Start of Dataset
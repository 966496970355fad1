//! LiveKit-backed media room.
//!
//! Audio transport is handled by the media client; this type tracks room
//! membership through the LiveKit server API. It polls the participant list
//! of the granted room and reports the number of participants other than the
//! local identity. Once the room has been seen, three consecutive failed
//! polls are reported as a disconnect.

use crate::config::LiveKitConfig;
use crate::error::SessionError;
use crate::room::{JoinOptions, MediaRoom, RoomEvent, RoomHandle, RoomLink, ROOM_EVENT_CAPACITY};
use async_trait::async_trait;
use livekit_api::access_token::TokenVerifier;
use livekit_api::services::room::{CreateRoomOptions, RoomClient};
use livekit_protocol::ParticipantInfo;
use std::time::Duration;
use tokio::sync::mpsc;
use tokio::task::AbortHandle;
use tokio::time::MissedTickBehavior;
use tracing::{debug, info, warn};
use voxbook_types::TokenResponse;

const MAX_CONSECUTIVE_POLL_FAILURES: u32 = 3;

#[derive(Debug, Clone)]
pub struct LiveKitRoom {
    config: LiveKitConfig,
}

impl LiveKitRoom {
    pub fn new(config: LiveKitConfig) -> Self {
        Self { config }
    }

    /// Room name and local identity for `grant`, decoding the token when the
    /// backend did not spell them out.
    fn resolve_target(&self, grant: &TokenResponse) -> Result<(String, String), SessionError> {
        if let (Some(room), Some(identity)) = (&grant.room, &grant.identity) {
            return Ok((room.clone(), identity.clone()));
        }

        let verifier = TokenVerifier::with_api_key(&self.config.api_key, &self.config.api_secret);
        let claims = verifier.verify(grant.token.expose())?;
        let room = grant.room.clone().unwrap_or(claims.video.room);
        let identity = grant.identity.clone().unwrap_or(claims.sub);
        if room.is_empty() {
            return Err(SessionError::Room(
                "credential does not name a room".to_string(),
            ));
        }
        Ok((room, identity))
    }
}

#[async_trait]
impl MediaRoom for LiveKitRoom {
    async fn join(
        &self,
        url: &str,
        grant: &TokenResponse,
        options: JoinOptions,
    ) -> Result<RoomLink, SessionError> {
        let (tx, rx) = mpsc::channel(ROOM_EVENT_CAPACITY);

        if !self.config.has_api_credentials() {
            warn!(
                url,
                "LiveKit API credentials not configured; agent departure will not be detected"
            );
            drop(tx);
            return Ok(RoomLink {
                events: rx,
                handle: Box::new(LiveKitRoomHandle { poller: None }),
            });
        }

        let (room, identity) = self.resolve_target(grant)?;
        let host = api_host(url);
        info!(
            room = %room,
            identity = %identity,
            audio = options.audio,
            video = options.video,
            "joining LiveKit room"
        );

        let client =
            RoomClient::with_api_key(&host, &self.config.api_key, &self.config.api_secret);
        if let Err(e) = client.create_room(&room, CreateRoomOptions::default()).await {
            warn!(room = %room, error = %e, "could not ensure room exists");
        }

        let poller = tokio::spawn(poll_membership(
            client,
            room,
            identity,
            self.config.poll_interval(),
            tx,
        ));

        Ok(RoomLink {
            events: rx,
            handle: Box::new(LiveKitRoomHandle {
                poller: Some(poller.abort_handle()),
            }),
        })
    }
}

struct LiveKitRoomHandle {
    poller: Option<AbortHandle>,
}

impl RoomHandle for LiveKitRoomHandle {
    fn leave(&self) {
        if let Some(poller) = &self.poller {
            poller.abort();
        }
    }
}

/// What a poll result means for the call.
#[derive(Debug, Clone, Copy, PartialEq, Eq)]
enum PollOutcome {
    Unchanged,
    RemoteCount(usize),
    Disconnected,
}

/// Turns participant polls into room events.
///
/// Failures before the room is first seen count as an empty room, since the
/// room may not exist until the agent is dispatched. After that,
/// [`MAX_CONSECUTIVE_POLL_FAILURES`] failures in a row mean the room is gone.
/// Counts are only reported when they change.
#[derive(Debug, Default)]
struct MembershipTracker {
    room_seen: bool,
    failures: u32,
    last_count: Option<usize>,
}

impl MembershipTracker {
    fn room_seen(&self) -> bool {
        self.room_seen
    }

    fn succeeded(&mut self, remote: usize) -> PollOutcome {
        self.room_seen = true;
        self.failures = 0;
        self.report(remote)
    }

    fn failed(&mut self) -> PollOutcome {
        if !self.room_seen {
            return self.report(0);
        }
        self.failures += 1;
        if self.failures >= MAX_CONSECUTIVE_POLL_FAILURES {
            PollOutcome::Disconnected
        } else {
            PollOutcome::Unchanged
        }
    }

    fn report(&mut self, remote: usize) -> PollOutcome {
        if self.last_count == Some(remote) {
            PollOutcome::Unchanged
        } else {
            self.last_count = Some(remote);
            PollOutcome::RemoteCount(remote)
        }
    }
}

async fn poll_membership(
    client: RoomClient,
    room: String,
    local_identity: String,
    interval: Duration,
    tx: mpsc::Sender<RoomEvent>,
) {
    let mut ticker = tokio::time::interval(interval);
    ticker.set_missed_tick_behavior(MissedTickBehavior::Delay);
    let mut tracker = MembershipTracker::default();

    loop {
        ticker.tick().await;

        let outcome = match client.list_participants(&room).await {
            Ok(participants) => tracker.succeeded(count_remote(&participants, &local_identity)),
            Err(e) if !tracker.room_seen() => {
                debug!(room = %room, error = %e, "room not available yet");
                tracker.failed()
            }
            Err(e) => {
                let outcome = tracker.failed();
                warn!(
                    room = %room,
                    failures = tracker.failures,
                    error = %e,
                    "participant poll failed"
                );
                outcome
            }
        };

        match outcome {
            PollOutcome::Unchanged => {}
            PollOutcome::RemoteCount(remote) => {
                if tx.send(RoomEvent::RemoteParticipants(remote)).await.is_err() {
                    return;
                }
            }
            PollOutcome::Disconnected => {
                let _ = tx.send(RoomEvent::Disconnected).await;
                return;
            }
        }
    }
}

fn count_remote(participants: &[ParticipantInfo], local_identity: &str) -> usize {
    participants
        .iter()
        .filter(|p| p.identity != local_identity)
        .count()
}

/// Maps a signalling URL to the HTTP host the server API listens on.
fn api_host(url: &str) -> String {
    if let Some(rest) = url.strip_prefix("wss://") {
        format!("https://{}", rest)
    } else if let Some(rest) = url.strip_prefix("ws://") {
        format!("http://{}", rest)
    } else {
        url.to_string()
    }
}

#[cfg(test)]
mod tests {
    use super::*;

    fn participant(identity: &str) -> ParticipantInfo {
        ParticipantInfo {
            identity: identity.to_string(),
            ..Default::default()
        }
    }

    #[test]
    fn local_participant_is_not_counted() {
        let participants = vec![participant("user-ab12"), participant("agent-1")];
        assert_eq!(count_remote(&participants, "user-ab12"), 1);
        assert_eq!(count_remote(&[], "user-ab12"), 0);
    }

    #[test]
    fn websocket_urls_map_to_http() {
        assert_eq!(api_host("wss://demo.livekit.cloud"), "https://demo.livekit.cloud");
        assert_eq!(api_host("ws://localhost:7880"), "http://localhost:7880");
        assert_eq!(api_host("http://localhost:7880"), "http://localhost:7880");
    }

    #[test]
    fn explicit_grant_fields_skip_token_decoding() {
        let room = LiveKitRoom::new(LiveKitConfig::new("ws://lk", "key", "secret"));
        let grant = TokenResponse {
            token: voxbook_types::Credential::new("not-a-jwt"),
            room: Some("voice-booking-session-1".to_string()),
            identity: Some("user-1".to_string()),
            url: None,
        };
        let (name, identity) = room.resolve_target(&grant).unwrap();
        assert_eq!(name, "voice-booking-session-1");
        assert_eq!(identity, "user-1");
    }

    #[test]
    fn undecodable_token_is_rejected() {
        let room = LiveKitRoom::new(LiveKitConfig::new("ws://lk", "key", "secret"));
        let grant = TokenResponse {
            token: voxbook_types::Credential::new("not-a-jwt"),
            room: None,
            identity: None,
            url: None,
        };
        assert!(matches!(
            room.resolve_target(&grant),
            Err(SessionError::LiveKit(_))
        ));
    }

    #[test]
    fn three_failures_after_room_seen_disconnect() {
        let mut tracker = MembershipTracker::default();
        assert_eq!(tracker.succeeded(1), PollOutcome::RemoteCount(1));
        assert_eq!(tracker.failed(), PollOutcome::Unchanged);
        assert_eq!(tracker.failed(), PollOutcome::Unchanged);
        assert_eq!(tracker.failed(), PollOutcome::Disconnected);
    }

    #[test]
    fn success_resets_failure_streak() {
        let mut tracker = MembershipTracker::default();
        tracker.succeeded(1);
        tracker.failed();
        tracker.failed();
        assert_eq!(tracker.succeeded(1), PollOutcome::Unchanged);
        assert_eq!(tracker.failed(), PollOutcome::Unchanged);
        assert_eq!(tracker.failed(), PollOutcome::Unchanged);
        assert_eq!(tracker.failed(), PollOutcome::Disconnected);
    }

    #[test]
    fn unseen_room_failures_count_as_empty_and_never_disconnect() {
        let mut tracker = MembershipTracker::default();
        assert_eq!(tracker.failed(), PollOutcome::RemoteCount(0));
        for _ in 0..10 {
            assert_eq!(tracker.failed(), PollOutcome::Unchanged);
        }
        assert!(!tracker.room_seen());
        assert_eq!(tracker.succeeded(1), PollOutcome::RemoteCount(1));
    }

    #[test]
    fn counts_reported_only_on_change() {
        let mut tracker = MembershipTracker::default();
        let outcomes: Vec<_> = [0, 0, 1, 1, 0]
            .into_iter()
            .map(|n| tracker.succeeded(n))
            .collect();
        assert_eq!(
            outcomes,
            vec![
                PollOutcome::RemoteCount(0),
                PollOutcome::Unchanged,
                PollOutcome::RemoteCount(1),
                PollOutcome::Unchanged,
                PollOutcome::RemoteCount(0),
            ]
        );
    }

    #[tokio::test]
    async fn join_without_credentials_yields_silent_room() {
        let room = LiveKitRoom::new(LiveKitConfig::default());
        let grant = TokenResponse {
            token: voxbook_types::Credential::new("jwt"),
            room: None,
            identity: None,
            url: None,
        };
        let mut link = room
            .join("ws://localhost:7880", &grant, JoinOptions::audio_only())
            .await
            .unwrap();
        assert!(link.events.recv().await.is_none());
        link.handle.leave();
    }
}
End of Dataset
● **Directions for this task**:
Search the data above for the string "Disconnected" and copy each line that has it.

● **Expected output**:
    Disconnected,
            PollOutcome::Disconnected
            PollOutcome::Disconnected => {
                let _ = tx.send(RoomEvent::Disconnected).await;
        assert_eq!(tracker.failed(), PollOutcome::Disconnected);
        assert_eq!(tracker.failed(), PollOutcome::Disconnected);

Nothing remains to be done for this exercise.